Buying a House Today

Buying a House Today

For most people in the UK, the most expensive thing they will attempt to buy is a house, with a car probably in a distant second.

Around 70% of house purchases rely on obtaining a mortgage. As house prices rise faster than wages, an environment has been created where homebuyers need to pay a larger percentage of the purchase price with their deposit, as their wage will not allow them to secure a mortgage at the level they require.

The rise in house prices compared to wages has been dramatic. Below we show how many times the annual average salary for an area, the average property costs in that same area, comparing prices from 1997 up to the end of 2020.

Buying a House Today

In 1997, roughly 3.5 times the average salary was required to buy a house in the UK.  By 2020, this figure had risen to just under 8 times the average salary.  A combination of house prices rising and wages freezing or minimally increasing through various financial crises.

This rise has to an extent been compensated for by the reduced cost of borrowing for a mortgage. For example, we would now view rates in excess of 4.00% as very high.  However, it does highlight the importance of saving for a house deposit today and appreciating how long it may take.

At the moment, a first-time buyer may be able to borrow as much as 5.5 times their salary, while the average UK home purchase price is approximately 7.5 times their salary. This difference would require a homebuyer to save a deposit of twice the average salary (or around £60,000 based on the ONS average earnings).

Saving a sizeable deposit will be extremely difficult for most people.  However, there are ways to make it slightly easier.  One option is to save via a Lifetime ISA wrapper, allowing a first-time buyer to benefit from the UK government topping up their contributions by 25% (up to a £1,000 contribution from the government per annum).  The only provision is that the money must be spent on a first home or saved until retirement.
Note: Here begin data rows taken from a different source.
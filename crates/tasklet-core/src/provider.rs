//! Task store provider.
//!
//! `TaskProvider` binds a [`LocalDb`] for the lifetime of the task screen.
//! Without sync it is the local partition; with sync it is the partition of
//! the signed-in user. Dropping the provider unmounts it.

use std::path::Path;

use tracing::info;

use crate::db::{LiveQuery, LocalDb, Sort, LOCAL_PARTITION};
use crate::models::User;
use crate::Result;

/// Sync parameters for a mounted store.
#[derive(Debug, Clone, PartialEq)]
pub struct SyncBinding {
    pub user: User,
    pub partition_value: String,
}

impl SyncBinding {
    /// Bind to the user's own partition.
    pub fn for_user(user: User) -> Self {
        let partition_value = user.id.clone();
        Self {
            user,
            partition_value,
        }
    }
}

pub struct TaskProvider {
    db: LocalDb,
    sync: Option<SyncBinding>,
}

impl TaskProvider {
    /// Open the database file at `path` and mount it.
    pub async fn open(path: &Path, sync: Option<SyncBinding>) -> Result<Self> {
        if let Some(parent) = path.parent()
            && !parent.as_os_str().is_empty()
            && !parent.exists()
        {
            std::fs::create_dir_all(parent)?;
        }

        let db = LocalDb::new(path).await?;
        db.run_migrations().await?;
        Ok(Self::mount(&db, sync))
    }

    /// Mount an already open database.
    pub fn mount(db: &LocalDb, sync: Option<SyncBinding>) -> Self {
        let partition = sync
            .as_ref()
            .map(|binding| binding.partition_value.as_str())
            .unwrap_or(LOCAL_PARTITION);

        info!(
            partition = if partition.is_empty() { "<local>" } else { partition },
            synced = sync.is_some(),
            "mounting task store"
        );

        Self {
            db: db.with_partition(partition),
            sync,
        }
    }

    /// The current database handle.
    pub fn store(&self) -> &LocalDb {
        &self.db
    }

    /// A live query over every task, in creation order.
    pub fn query(&self) -> LiveQuery {
        self.db.query(Sort::default())
    }

    pub fn sync_binding(&self) -> Option<&SyncBinding> {
        self.sync.as_ref()
    }

    pub fn partition(&self) -> &str {
        self.db.partition()
    }
}
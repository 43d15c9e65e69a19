use anyhow::{Context, Result};
use tasklet_core::{Config, Task};

pub async fn run(all: bool) -> Result<()> {
    let config = Config::load().context("Failed to load configuration")?;
    let date_format = config.date_format()?;
    let mut app = super::open_task_app(&config).await?;

    let tasks: Vec<&Task> = app
        .tasks()
        .await?
        .iter()
        .filter(|task| all || !task.is_complete)
        .collect();

    if tasks.is_empty() {
        if all {
            println!("No tasks yet. Add one with `tasklet add <description>`.");
        } else {
            println!("Nothing left to do. Use `tasklet list --all` to include completed tasks.");
        }
        return Ok(());
    }

    for task in &tasks {
        println!("{}", format_task(task, date_format));
    }

    Ok(())
}

fn format_task(task: &Task, date_format: &str) -> String {
    let status = if task.is_complete { "[x]" } else { "[ ]" };
    format!(
        "{} {}  {}  {}",
        status,
        task.description,
        task.short_id(),
        task.created_at.format(date_format)
    )
}
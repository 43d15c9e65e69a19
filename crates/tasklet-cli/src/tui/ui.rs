use ratatui::{
    Frame,
    layout::{Constraint, Direction, Layout, Rect},
    style::Style,
    text::{Line, Span},
    widgets::{Block, Paragraph},
};
use tasklet_core::{AppProps, AuthService, Screen};

use super::app::{App, Mode};
use super::widgets::{AddTaskWidget, IntroTextWidget, LoginWidget, TaskListWidget};

/// Main UI rendering function
pub fn render<A: AuthService>(app: &App<A>, frame: &mut Frame) {
    let area = frame.area();
    frame.render_widget(Block::default().style(app.theme.base_style()), area);

    match app.wrapper.screen() {
        // Nothing to show until the anonymous login resolves
        Screen::Placeholder => {}
        Screen::Login { .. } => {
            LoginWidget::new(&app.login_form, app.display_auth_state(), &app.theme)
                .can_go_back(app.wrapper.user().is_some())
                .render(frame, area);
        }
        Screen::Tasks(props) => render_tasks(app, &props, frame, area),
    }
}

fn render_tasks<A: AuthService>(app: &App<A>, props: &AppProps, frame: &mut Frame, area: Rect) {
    let account_height = if props.sync_enabled() { 1 } else { 0 };
    let chunks = Layout::default()
        .direction(Direction::Vertical)
        .constraints([
            Constraint::Length(1),              // Title
            Constraint::Length(3),              // Add-task form
            Constraint::Min(5),                 // Task list
            Constraint::Length(account_height), // Account
            Constraint::Length(1),              // Status
            Constraint::Length(1),              // Help line
        ])
        .split(area);

    let title = Paragraph::new(Line::from(vec![
        Span::styled(" tasklet", app.theme.title_style()),
        Span::styled(
            if props.sync_enabled() { "  (synced)" } else { "  (local)" },
            app.theme.muted_style(),
        ),
    ]));
    frame.render_widget(title, chunks[0]);

    AddTaskWidget::new(&app.input, app.mode == Mode::Adding, &app.theme).render(frame, chunks[1]);

    let tasks = app.tasks();
    if tasks.is_empty() {
        IntroTextWidget::new(&app.theme, props.sync_enabled()).render(frame, chunks[2]);
    } else {
        TaskListWidget::new(tasks, app.selected, &app.theme).render(frame, chunks[2]);
    }

    if props.sync_enabled() {
        render_account(app, props, frame, chunks[3]);
    }
    render_status(app, frame, chunks[4]);
    render_help(app, props, frame, chunks[5]);
}

fn render_account<A: AuthService>(app: &App<A>, props: &AppProps, frame: &mut Frame, area: Rect) {
    let mut spans = Vec::new();
    if props.show_login() {
        spans.push(Span::styled(" Login ", app.theme.button_style()));
        spans.push(Span::raw(" l  "));
    }
    if props.show_logout() {
        spans.push(Span::styled(" Logout ", app.theme.button_style()));
        spans.push(Span::raw(" o  "));
    }
    if let Some(name) = props.current_user_name() {
        spans.push(Span::styled(
            format!("Logged in as {}", name),
            app.theme.muted_style(),
        ));
    }
    frame.render_widget(Paragraph::new(Line::from(spans)), area);
}

fn render_status<A: AuthService>(app: &App<A>, frame: &mut Frame, area: Rect) {
    let status_text = app.status_message.as_deref().unwrap_or("");
    let status_style = if status_text.starts_with('✓') {
        Style::default().fg(app.theme.success)
    } else if status_text.starts_with('✗') {
        app.theme.error_style()
    } else {
        app.theme.muted_style()
    };

    frame.render_widget(
        Paragraph::new(Span::styled(format!(" {}", status_text), status_style)),
        area,
    );
}

fn render_help<A: AuthService>(app: &App<A>, props: &AppProps, frame: &mut Frame, area: Rect) {
    let help_text = match app.mode {
        Mode::Adding => "Enter:add  Esc:cancel",
        Mode::Normal if props.show_login() => {
            "j/k:nav  a:add  Enter/Space:toggle  x:delete  l:login  q:quit"
        }
        Mode::Normal if props.show_logout() => {
            "j/k:nav  a:add  Enter/Space:toggle  x:delete  o:logout  q:quit"
        }
        Mode::Normal => "j/k:nav  a:add  Enter/Space:toggle  x:delete  q:quit",
    };

    frame.render_widget(
        Paragraph::new(Span::styled(format!(" {}", help_text), app.theme.muted_style())),
        area,
    );
}

#[cfg(test)]
mod tests {
    use super::*;
    use crate::tui::theme::Theme;
    use crate::tui::widgets::test_support::render_to_string;
    use tasklet_core::{AppWrapper, LocalDb, RemoteApp};

    async fn offline_app() -> App<RemoteApp> {
        let db = LocalDb::new_in_memory().await.unwrap();
        db.run_migrations().await.unwrap();
        let mut app = App::with_parts(AppWrapper::offline(), db, Theme::dark());
        app.sync_screen().await.unwrap();
        app
    }

    fn draw(app: &App<RemoteApp>) -> String {
        render_to_string(100, 24, |frame| render(app, frame))
    }

    #[tokio::test]
    async fn test_empty_list_shows_intro() {
        let app = offline_app().await;
        let screen = draw(&app);

        assert!(screen.contains("Welcome to tasklet!"));
        assert!(screen.contains("(local)"));
        assert!(!screen.contains("Logged in as"));
    }

    #[tokio::test]
    async fn test_tasks_replace_intro() {
        let mut app = offline_app().await;
        app.task_app.as_ref().unwrap().add("Walk the dog").await.unwrap();
        app.sync_screen().await.unwrap();

        let screen = draw(&app);
        assert!(screen.contains("[ ] Walk the dog"));
        assert!(!screen.contains("Welcome to tasklet!"));
    }

    #[tokio::test]
    async fn test_synced_footer() {
        let props = AppProps::SyncEnabled {
            show_login: true,
            show_logout: false,
            current_user_id: "anon-1".to_string(),
            current_user_name: "Anonymous".to_string(),
        };
        let app = offline_app().await;

        let screen = render_to_string(100, 1, |frame| {
            let area = frame.area();
            render_account(&app, &props, frame, area)
        });
        assert!(screen.contains(" Login "));
        assert!(!screen.contains("Logout"));
        assert!(screen.contains("Logged in as Anonymous"));
    }
}
use ratatui::{
    Frame,
    layout::{Alignment, Rect},
    text::{Line, Span},
    widgets::{Block, Borders, Paragraph, Wrap},
};

use crate::tui::theme::Theme;

/// Shown in place of the task list while it is empty.
pub struct IntroTextWidget<'a> {
    theme: &'a Theme,
    synced: bool,
}

impl<'a> IntroTextWidget<'a> {
    pub fn new(theme: &'a Theme, synced: bool) -> Self {
        Self { theme, synced }
    }

    pub fn render(&self, frame: &mut Frame, area: Rect) {
        let storage = if self.synced {
            "Tasks are stored on this device and tied to your account."
        } else {
            "Tasks are stored on this device only."
        };

        let content = vec![
            Line::from(""),
            Line::from(Span::styled("Welcome to tasklet!", self.theme.title_style())),
            Line::from(""),
            Line::from("Start adding a task with the form above. Each change is saved as soon as you make it."),
            Line::from(""),
            Line::from("Toggle a task with Enter or Space, or remove it with x."),
            Line::from(""),
            Line::from(Span::styled(storage, self.theme.muted_style())),
        ];

        let intro = Paragraph::new(content)
            .alignment(Alignment::Center)
            .wrap(Wrap { trim: true })
            .block(
                Block::default()
                    .borders(Borders::ALL)
                    .border_style(self.theme.border_style(false)),
            );
        frame.render_widget(intro, area);
    }
}
pub mod add;
pub mod auth;
pub mod config;
pub mod delete;
pub mod list;
pub mod toggle;

pub use add::run as add;
pub use config::run as config;
pub use delete::run as delete;
pub use list::run as list;
pub use toggle::run as toggle;

use anyhow::{Context, Result};
use tasklet_core::{
    AppWrapper, Config, RemoteApp, Screen, SessionStore, SyncConfig, TaskApp, TaskProvider,
    TaskletError,
};

/// Resolve the sync settings and build the flow controller for them.
pub fn load_wrapper(config: &Config) -> Result<AppWrapper<RemoteApp>> {
    let sync = SyncConfig::install(config.sync_config()?);
    let wrapper = AppWrapper::new(sync, || {
        let session_path =
            Config::session_path().map_err(|e| TaskletError::Config(e.to_string()))?;
        Ok(RemoteApp::from_sync_config(sync)?.with_session_store(SessionStore::new(session_path)))
    })?;
    Ok(wrapper)
}

/// Open the task store for a one-shot command.
///
/// With sync enabled this needs a signed-in user; an anonymous login is
/// attempted first when the app allows it.
pub async fn open_task_app(config: &Config) -> Result<TaskApp> {
    let mut wrapper = load_wrapper(config)?;
    wrapper.ensure_anonymous_login().await;

    let Screen::Tasks(props) = wrapper.screen() else {
        anyhow::bail!("Not logged in. Run `tasklet login` or `tasklet register` first.");
    };

    let db_path = config.local_db_path()?;
    let provider = TaskProvider::open(&db_path, wrapper.sync_binding())
        .await
        .with_context(|| format!("Failed to open task store: {}", db_path.display()))?;

    Ok(TaskApp::new(provider, props))
}
use std::fs::OpenOptions;
use std::sync::Mutex;

use anyhow::{Context, Result};
use clap::{Parser, Subcommand};
use tasklet_core::Config;
use tracing_subscriber::EnvFilter;

mod commands;
mod tui;

/// tasklet - offline-first task list with optional account sync
#[derive(Parser)]
#[command(name = "tasklet")]
#[command(author, version, about, long_about = None)]
struct Cli {
    #[command(subcommand)]
    command: Option<Commands>,

    /// Run in interactive TUI mode (default when no command given)
    #[arg(short, long, global = true)]
    interactive: bool,
}

#[derive(Subcommand)]
enum Commands {
    /// Add a new task
    Add {
        /// Description of the task
        #[arg(required = true)]
        description: Vec<String>,
    },

    /// List tasks
    List {
        /// Include completed tasks
        #[arg(short, long)]
        all: bool,
    },

    /// Mark a task complete, or incomplete again
    Toggle {
        /// Task ID (UUID or unique prefix)
        id: String,
    },

    /// Delete a task
    Delete {
        /// Task ID (UUID or unique prefix)
        id: String,
    },

    /// Log in with email and password
    Login {
        /// Account email (prompted when omitted)
        #[arg(short, long)]
        email: Option<String>,
    },

    /// Create an account and log in
    Register {
        /// Account email (prompted when omitted)
        #[arg(short, long)]
        email: Option<String>,
    },

    /// End the current session
    Logout,

    /// Show the signed-in user
    Whoami,

    /// Show or create the configuration file
    Config {
        /// Write a default configuration file if none exists
        #[arg(long)]
        init: bool,
    },
}

#[tokio::main]
async fn main() -> Result<()> {
    let cli = Cli::parse();

    let command = match cli.command {
        Some(command) if !cli.interactive => command,
        _ => {
            init_file_logging()?;
            return run_interactive().await;
        }
    };

    init_stderr_logging();

    match command {
        Commands::Add { description } => commands::add(description).await?,
        Commands::List { all } => commands::list(all).await?,
        Commands::Toggle { id } => commands::toggle(id).await?,
        Commands::Delete { id } => commands::delete(id).await?,
        Commands::Login { email } => commands::auth::login(email).await?,
        Commands::Register { email } => commands::auth::register(email).await?,
        Commands::Logout => commands::auth::logout().await?,
        Commands::Whoami => commands::auth::whoami().await?,
        Commands::Config { init } => commands::config(init).await?,
    }

    Ok(())
}

fn env_filter() -> EnvFilter {
    EnvFilter::try_from_default_env().unwrap_or_else(|_| EnvFilter::new("warn"))
}

fn init_stderr_logging() {
    tracing_subscriber::fmt()
        .with_env_filter(env_filter())
        .with_writer(std::io::stderr)
        .init();
}

/// The TUI owns the terminal, so its log goes to a file instead.
fn init_file_logging() -> Result<()> {
    let log_path = Config::log_path()?;
    if let Some(parent) = log_path.parent() {
        std::fs::create_dir_all(parent)
            .with_context(|| format!("Failed to create log directory: {}", parent.display()))?;
    }

    let file = OpenOptions::new()
        .create(true)
        .append(true)
        .open(&log_path)
        .with_context(|| format!("Failed to open log file: {}", log_path.display()))?;

    tracing_subscriber::fmt()
        .with_env_filter(env_filter())
        .with_writer(Mutex::new(file))
        .with_ansi(false)
        .init();
    Ok(())
}

/// Run the interactive TUI
async fn run_interactive() -> Result<()> {
    let config = Config::load().context("Failed to load configuration")?;
    let mut app = tui::App::new(config).await?;

    let mut terminal = tui::Tui::new()?;
    let events = tui::EventHandler::new(250);

    while app.running {
        app.sync_screen().await?;
        terminal.draw(|frame| tui::ui::render(&app, frame))?;

        // Auth calls run after the frame showing their loading state
        if app.run_pending().await {
            continue;
        }

        match events.next()? {
            tui::Event::Tick => {}
            tui::Event::Key(key) => tui::handle_key_event(&mut app, key).await?,
            tui::Event::Resize => {}
        }
    }

    app.shutdown().await;
    Ok(())
}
Another option for those who have a slightly longer time frame to save is investing in global markets. Historically markets have outperformed earnings and house prices.  Leaving savings exposed to markets for a more extended period could help inflation-proof savings against house price rises, reducing the overall deposit required from getting any bigger.

Patrick Christie
Graduate Trainee Financial Planner – WealthFlow
[email protected]

 

This article is distributed for educational purposes and should not be considered investment advice or an offer of any product for sale. This article contains the opinions of the author but not necessarily the Firm and does not represent a recommendation of any particular security, strategy or investment product. Information contained herein has been obtained from sources believed to be reliable but is not guaranteed. Past performance is not indicative of future results and no representation is made that the stated results will be replicated. Errors and omissions excepted.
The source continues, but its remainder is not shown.